To further examine clinical generalizability of the ML model, we performed additional external testing of the derived and validated wild-type ATTR-CM Random Forest machine learning model in the NMEDW EHR cohort18. Use of the NMEDW dataset was approved by the Northwestern University IRB. Waiver of informed consent was granted under Northwestern University’s IRB regulations, as this was a chart review analysis. The use of NMEDW patient data (model validation portion of the study) was performed in accordance with the Declaration of Helsinki. The NMEDW dataset was queried for all patients with any ICD-9 or ICD-10 HF diagnosis code using a date range of 1 June 2009 to 31 May 2019. Only patients aged ≥50 years were included. Cases were patients with an organ-limited amyloidosis code (E85.4) plus a HF diagnosis code but not blood cancer, light chain amyloidosis, end-stage renal disease, cerebral amyloid angiopathy, or intracranial hemorrhage diagnoses. Non-amyloid HF controls were patients with a HF code but none of the amyloidosis codes. These were the same definitions used in Cohorts 3 and 4, with the exception that there was no matching of cases and controls (all non-amyloid HF patients were included in the analysis to mimic clinical application of the ML algorithm). Supplementary Fig. 1 displays a flowchart detailing the inclusion/exclusion criteria for cases and controls. The Random Forest model was then applied to the NMEDW cohort and the probability of wild-type ATTR-CM was calculated for each patient. For all patients in the NMEDW HF cohort, we constructed 2 × 2 tables to determine true positives, true negatives, false positives, and false negatives, to calculate sensitivity, specificity, positive and negative predictive values, and accuracy. We also generated ROC curves for the performance of the Random Forest model in the NMEDW HF cohort (age ≥50 years) and we computed AUROC for these curves and compared them to additional models (age, age + sex, age + sex + race, age + sex + race + logBNP, age + sex + race + logBNP + abnormal troponin-I (>0.04 ng/ml), age + sex + race + Random Forest model, and age + sex + race + Random Forest model + total number of encounters).

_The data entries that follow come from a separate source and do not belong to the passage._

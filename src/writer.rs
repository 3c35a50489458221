use crate::utils::{FALLBACK_TAG, get_language_tag};
use anyhow::{Context, Result};
use log::{debug, warn};
use memmap2::MmapOptions;
use std::fs::File as StdFile;
use std::io::{self, Read};
use std::path::Path;
use tokio::fs::File;
use tokio::io::AsyncWriteExt;

/// Introductory block placed at the top of the document unless disabled.
pub const DOCUMENT_HEADER: &str = "# Directory Context\n\n\
This document contains the contents of the processed directory structure.\n\
Each file is presented with its relative path and contents in a code block\n\
with appropriate syntax highlighting based on the file type.\n\n\
---\n\n";

/// Accumulates the rendered document in memory and writes it out in one go.
#[derive(Debug, Default)]
pub struct MarkdownWriter {
    buffer: String,
    entries: usize,
}

impl MarkdownWriter {
    pub fn new() -> Self {
        Self::default()
    }

    pub fn write_header(&mut self) {
        self.buffer.push_str(DOCUMENT_HEADER);
    }

    /// Appends the section for one file.
    pub fn write_entry(&mut self, path: &Path, rel_path: &str) {
        debug!("Writing file: {rel_path}");
        self.buffer.push_str(&render_file(path, rel_path));
        self.entries += 1;
    }

    /// Number of file sections written so far.
    pub fn entries(&self) -> usize {
        self.entries
    }

    pub fn into_string(self) -> String {
        self.buffer
    }

    /// Creates (or truncates) `output_path` and writes the whole document.
    pub async fn save(&self, output_path: &Path) -> Result<()> {
        let mut file = File::create(output_path)
            .await
            .with_context(|| format!("Failed to create {}", output_path.display()))?;

        file.write_all(self.buffer.as_bytes())
            .await
            .with_context(|| format!("Failed to write {}", output_path.display()))?;

        file.flush().await.context("Failed to flush output")
    }
}

/// Renders one file as a `## File:` heading followed by a fenced code block.
///
/// Read failures are rendered into the block instead of being returned.
pub fn render_file(path: &Path, rel_path: &str) -> String {
    match read_text(path) {
        Ok(content) => render_block(rel_path, get_language_tag(path), content.trim()),
        Err(err) => {
            warn!("Failed to read {rel_path}: {err}");
            render_block(
                rel_path,
                FALLBACK_TAG,
                &format!("Error reading file: {err}"),
            )
        }
    }
}

fn render_block(rel_path: &str, lang: &str, body: &str) -> String {
    format!("## File: {rel_path}\n\n```{lang}\n{body}\n```\n\n")
}

/// Files at least this large are memory-mapped instead of read into a buffer.
const MMAP_THRESHOLD: u64 = 1 << 20;

/// Reads a file as text, dropping byte sequences that are not valid UTF-8.
///
/// Line endings are normalised to `\n`.
pub fn read_text(path: &Path) -> io::Result<String> {
    let mut file = StdFile::open(path)?;
    let len = file.metadata()?.len();

    if len < MMAP_THRESHOLD {
        let mut bytes = Vec::with_capacity(len as usize);
        file.read_to_end(&mut bytes)?;
        if bytes.is_empty() {
            debug!("File '{}' is empty", path.display());
        }
        return Ok(normalize_newlines(&decode_lossy(&bytes)));
    }

    // SAFETY: the mapping is only read here and copied out before it is
    // dropped. Truncation by another process during this copy can still fault.
    let mmap = unsafe { MmapOptions::new().map(&file)? };
    debug!("Mapped {} bytes of '{}'", mmap.len(), path.display());

    Ok(normalize_newlines(&decode_lossy(&mmap)))
}

fn decode_lossy(bytes: &[u8]) -> String {
    let mut text = String::with_capacity(bytes.len());
    for chunk in bytes.utf8_chunks() {
        text.push_str(chunk.valid());
    }
    text
}

fn normalize_newlines(text: &str) -> String {
    if text.contains('\r') {
        text.replace("\r\n", "\n").replace('\r', "\n")
    } else {
        text.to_owned()
    }
}
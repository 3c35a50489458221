use clap::{ArgAction, Parser};
use log::LevelFilter;
use std::path::PathBuf;

/// Resolved settings for one run.
#[derive(Debug, Clone)]
pub struct Config {
    /// Root of the tree to scan.
    pub directory: PathBuf,
    /// Newline-delimited ignore patterns; a missing file is only a warning.
    pub ignore_file: PathBuf,
    pub output_path: PathBuf,
    /// Whether the introductory header block is emitted.
    pub header: bool,
    /// Patterns added on top of the built-in list.
    pub extra_patterns: Vec<String>,
}

/// Build a context file from directory contents with Markdown formatting
#[derive(Parser, Debug)]
#[command(name = "codesushi", version, about, long_about = None)]
pub struct Cli {
    /// Directory to process
    #[arg(default_value = ".")]
    pub directory: PathBuf,

    /// Path to ignore file (similar to .gitignore)
    #[arg(short = 'i', long = "ignore-file", value_name = "FILE", default_value = ".sushignore")]
    pub ignore_file: PathBuf,

    /// Output file path
    #[arg(short, long, value_name = "FILE", default_value = "context_output.md")]
    pub output: PathBuf,

    /// Skip adding the header explanation
    #[arg(long)]
    pub no_header: bool,

    /// Additional ignore pattern (can be repeated)
    #[arg(short = 'x', long = "exclude", value_name = "PATTERN")]
    pub exclude: Vec<String>,

    /// Increase log verbosity (-v, -vv, -vvv)
    #[arg(short, long, action = ArgAction::Count)]
    pub verbose: u8,
}

impl Cli {
    pub fn into_config(self) -> Config {
        Config {
            directory: self.directory,
            ignore_file: self.ignore_file,
            output_path: self.output,
            header: !self.no_header,
            extra_patterns: self.exclude,
        }
    }
}

/// Parses the process arguments, returning the run config and the verbosity.
pub fn parse_args() -> (Config, u8) {
    let cli = Cli::parse();
    let verbosity = cli.verbose;
    (cli.into_config(), verbosity)
}

/// Installs the logger. Warnings are always shown; `RUST_LOG` overrides.
pub fn init_logging(verbosity: u8) {
    let level = match verbosity {
        0 => LevelFilter::Warn,
        1 => LevelFilter::Info,
        2 => LevelFilter::Debug,
        _ => LevelFilter::Trace,
    };

    env_logger::Builder::new()
        .filter_level(level)
        .parse_default_env()
        .format_timestamp(None)
        .init();
}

Mapping ICD codes to phenotypes
Once we identified features (ICD codes) that were predictive of the wild-type ATTR-CM diagnosis, we sought to better understand the clinical meaning of these features. Therefore, we used a phenotype grouping system by combining one or more related ICD codes into distinct diseases or traits (based on PheWAS Phecode v.1.2)19. ICD codes mapped to multiple phenotypes were de-duplicated via selection of the single most clinically relevant phenotype.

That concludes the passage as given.